Category Archives: Ecological Integrity

A Safe and Sustainable World: The Promise of Ecological Design (N.J. Todd)

Author

Nancy Jack Todd

Keywords

Food, Trees, Fishponds, Energy, Sun, Wind, Conservation, Education and Outreach, Shelter to Bioshelter, Consolidation, Restoring the Water

Abstract

In the late sixties, as the world was waking to a need for Earth Day, a pioneering group founded a small non-profit research and education organization they called the New Alchemy Institute. Their aim was to explore the ways a safer and more sustainable world could be created. In the ensuing years, along with scientists, agriculturists, and a host of enthusiastic amateurs and friends, they set out to discover new ways that basic human needs—in the form of food, shelter, and energy—could be met. A Safe and Sustainable World is the story of that journey, as it was and as it continues to be.

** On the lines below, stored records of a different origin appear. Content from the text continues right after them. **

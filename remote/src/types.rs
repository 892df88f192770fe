use serde::{Deserialize, Serialize};

/// Coordinate into a remote repository: owner, repo, branch, and an optional
/// sub-path when only a directory of the repository is being synchronized.
///
/// Paths carried next to a location with a sub-path are relative to that
/// sub-path on the local side and absolute from the repository root on the
/// remote side.
#[derive(Debug, Clone, PartialEq, Eq, Serialize, Deserialize)]
pub struct GitLocation {
    pub owner: String,
    pub repo: String,
    pub branch: String,
    #[serde(skip_serializing_if = "Option::is_none")]
    pub path: Option<String>,
}

impl GitLocation {
    pub fn new(
        owner: impl Into<String>,
        repo: impl Into<String>,
        branch: impl Into<String>,
    ) -> Self {
        Self {
            owner: owner.into(),
            repo: repo.into(),
            branch: branch.into(),
            path: None,
        }
    }

    pub fn with_path(mut self, path: impl Into<String>) -> Self {
        let path = path.into();
        self.path = if path.is_empty() { None } else { Some(path) };
        self
    }

    /// Same coordinate under a different owner (used when a fork takes over).
    pub fn with_owner(&self, owner: impl Into<String>) -> Self {
        Self {
            owner: owner.into(),
            ..self.clone()
        }
    }

    /// Same coordinate on a different branch.
    pub fn with_branch(&self, branch: impl Into<String>) -> Self {
        Self {
            branch: branch.into(),
            ..self.clone()
        }
    }

    /// Sub-path as a plain str, empty when absent.
    pub fn path_str(&self) -> &str {
        self.path.as_deref().unwrap_or("")
    }

    /// Rebase a local-side relative path onto this location's sub-path,
    /// yielding a repository-root absolute path.
    pub fn rebase(&self, relative: &str) -> String {
        match self.path.as_deref() {
            Some(prefix) if !prefix.is_empty() => {
                format!("{}/{}", prefix.trim_end_matches('/'), relative)
            }
            _ => relative.to_string(),
        }
    }
}

/// Object type of a tree entry.
#[derive(Debug, Clone, Copy, PartialEq, Eq, Serialize, Deserialize)]
#[serde(rename_all = "lowercase")]
pub enum TreeEntryKind {
    Blob,
    Tree,
    Commit,
}

/// One object inside a remote Git tree listing.
#[derive(Debug, Clone, PartialEq, Eq, Serialize, Deserialize)]
pub struct TreeEntry {
    /// Path relative to the listed tree's root.
    pub path: String,
    pub mode: String,
    #[serde(rename = "type")]
    pub kind: TreeEntryKind,
    /// Byte size; present for blobs only.
    #[serde(skip_serializing_if = "Option::is_none")]
    pub size: Option<u64>,
    pub sha: String,
    #[serde(skip_serializing_if = "Option::is_none")]
    pub url: Option<String>,
}

impl TreeEntry {
    pub fn is_blob(&self) -> bool {
        self.kind == TreeEntryKind::Blob
    }
}

/// A tree listing fetched for one tree-ish.
#[derive(Debug, Clone, PartialEq, Eq, Serialize, Deserialize)]
pub struct RemoteTree {
    /// Sha of the tree object itself.
    pub sha: String,
    pub entries: Vec<TreeEntry>,
    /// The remote store could not return the full listing. Consumers must
    /// reject truncated trees rather than diff against a partial view.
    pub truncated: bool,
}

/// Entry submitted when creating a new tree object.
#[derive(Debug, Clone, PartialEq, Eq, Serialize, Deserialize)]
pub struct TreeWriteEntry {
    pub path: String,
    pub mode: String,
    #[serde(rename = "type")]
    pub kind: TreeEntryKind,
    pub sha: String,
}

impl TreeWriteEntry {
    /// A regular (non-executable) file blob.
    pub fn blob(path: impl Into<String>, sha: impl Into<String>) -> Self {
        Self {
            path: path.into(),
            mode: "100644".to_string(),
            kind: TreeEntryKind::Blob,
            sha: sha.into(),
        }
    }
}

impl From<&TreeEntry> for TreeWriteEntry {
    fn from(entry: &TreeEntry) -> Self {
        Self {
            path: entry.path.clone(),
            mode: entry.mode.clone(),
            kind: entry.kind,
            sha: entry.sha.clone(),
        }
    }
}

/// Content encoding accepted by the blob creation endpoint.
#[derive(Debug, Clone, Copy, PartialEq, Eq, Serialize, Deserialize)]
pub enum BlobEncoding {
    #[serde(rename = "utf-8")]
    Utf8,
    #[serde(rename = "base64")]
    Base64,
}

/// A file queued for blob creation.
#[derive(Debug, Clone, PartialEq, Eq, Serialize, Deserialize)]
pub struct PendingWrite {
    pub path: String,
    pub content: String,
    pub encoding: BlobEncoding,
}

impl PendingWrite {
    pub fn utf8(path: impl Into<String>, content: impl Into<String>) -> Self {
        Self {
            path: path.into(),
            content: content.into(),
            encoding: BlobEncoding::Utf8,
        }
    }

    pub fn base64(path: impl Into<String>, content: impl Into<String>) -> Self {
        Self {
            path: path.into(),
            content: content.into(),
            encoding: BlobEncoding::Base64,
        }
    }
}

/// Result of creating a blob, tree, or commit object.
#[derive(Debug, Clone, PartialEq, Eq, Serialize, Deserialize)]
pub struct GitObjectRef {
    pub sha: String,
    #[serde(skip_serializing_if = "Option::is_none")]
    pub url: Option<String>,
}

/// Result of updating or creating a branch reference.
#[derive(Debug, Clone, PartialEq, Eq, Serialize, Deserialize)]
pub struct RefUpdate {
    #[serde(rename = "ref")]
    pub ref_name: String,
    #[serde(skip_serializing_if = "Option::is_none")]
    pub url: Option<String>,
}

/// Answer of a conditional "latest commit for branch/path" lookup.
#[derive(Debug, Clone, PartialEq, Eq)]
pub enum CommitLookup {
    /// A fresh answer, with the validator to use for the next conditional
    /// request when the store provided one.
    Fresh { sha: String, etag: Option<String> },
    /// The cached answer is still current.
    NotModified,
}

/// Permission level of an identity on a repository.
#[derive(Debug, Clone, Copy, PartialEq, Eq, Serialize, Deserialize)]
#[serde(rename_all = "lowercase")]
pub enum Permission {
    Admin,
    Write,
    Read,
    None,
}

impl Permission {
    /// Whether this level allows pushing commits.
    pub fn can_write(self) -> bool {
        matches!(self, Permission::Admin | Permission::Write)
    }
}

/// Repository metadata relevant to synchronization.
#[derive(Debug, Clone, PartialEq, Eq, Serialize, Deserialize)]
pub struct RepoInfo {
    pub name: String,
    pub owner: String,
    pub default_branch: String,
    pub private: bool,
}

/// The identity acting on behalf of the caller: its login and the credential
/// used for writes (reads may run on the shared service credential instead).
#[derive(Debug, Clone, PartialEq, Eq)]
pub struct Identity {
    pub login: String,
    pub token: String,
}

impl Identity {
    pub fn new(login: impl Into<String>, token: impl Into<String>) -> Self {
        Self {
            login: login.into(),
            token: token.into(),
        }
    }
}

#[cfg(test)]
mod tests {
    use super::*;

    #[test]
    fn test_location_rebase_with_path() {
        let location = GitLocation::new("octo", "widgets", "main").with_path("packages/app");
        assert_eq!(location.rebase("src/index.js"), "packages/app/src/index.js");
    }

    #[test]
    fn test_location_rebase_without_path() {
        let location = GitLocation::new("octo", "widgets", "main");
        assert_eq!(location.rebase("src/index.js"), "src/index.js");
    }

    #[test]
    fn test_location_empty_path_normalized_to_none() {
        let location = GitLocation::new("octo", "widgets", "main").with_path("");
        assert_eq!(location.path, None);
        assert_eq!(location.path_str(), "");
    }

    #[test]
    fn test_location_with_owner_keeps_rest() {
        let location = GitLocation::new("octo", "widgets", "dev").with_path("lib");
        let forked = location.with_owner("contributor");
        assert_eq!(forked.owner, "contributor");
        assert_eq!(forked.repo, "widgets");
        assert_eq!(forked.branch, "dev");
        assert_eq!(forked.path.as_deref(), Some("lib"));
    }

    #[test]
    fn test_tree_write_entry_blob_defaults() {
        let entry = TreeWriteEntry::blob("a.txt", "abc123");
        assert_eq!(entry.mode, "100644");
        assert_eq!(entry.kind, TreeEntryKind::Blob);
    }

    #[test]
    fn test_blob_encoding_serialization() {
        assert_eq!(
            serde_json::to_string(&BlobEncoding::Utf8).unwrap(),
            "\"utf-8\""
        );
        assert_eq!(
            serde_json::to_string(&BlobEncoding::Base64).unwrap(),
            "\"base64\""
        );
    }

    #[test]
    fn test_tree_entry_kind_serialization() {
        let entry = TreeWriteEntry::blob("a.txt", "abc");
        let json = serde_json::to_value(&entry).unwrap();
        assert_eq!(json["type"], "blob");
    }

    #[test]
    fn test_permission_can_write() {
        assert!(Permission::Admin.can_write());
        assert!(Permission::Write.can_write());
        assert!(!Permission::Read.can_write());
        assert!(!Permission::None.can_write());
    }
}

The dynamics and the resilience of the living world were the Institute’s model and the inspiration for their research. Central to their efforts then and now is, along with science, a spiritual quest for a more harmonious human role in our planet’s future. The results of this work have now entered mainstream science through the emerging discipline of ecological design.

Nancy Jack Todd not only relates a fascinating journey from lofty ideals through the hard realities encountered in learning how to actually grow food, harness the energy of the sun and wind, and design green architecture. She also introduces us to some of the heroes and mentors who played a vital role in those efforts as well, from Buckminster Fuller to Margaret Mead. The early work of the Institute culminated in the design and building of two bioshelters—large greenhouse-like independent structures called Arks, that provided the setting for much of the research to follow.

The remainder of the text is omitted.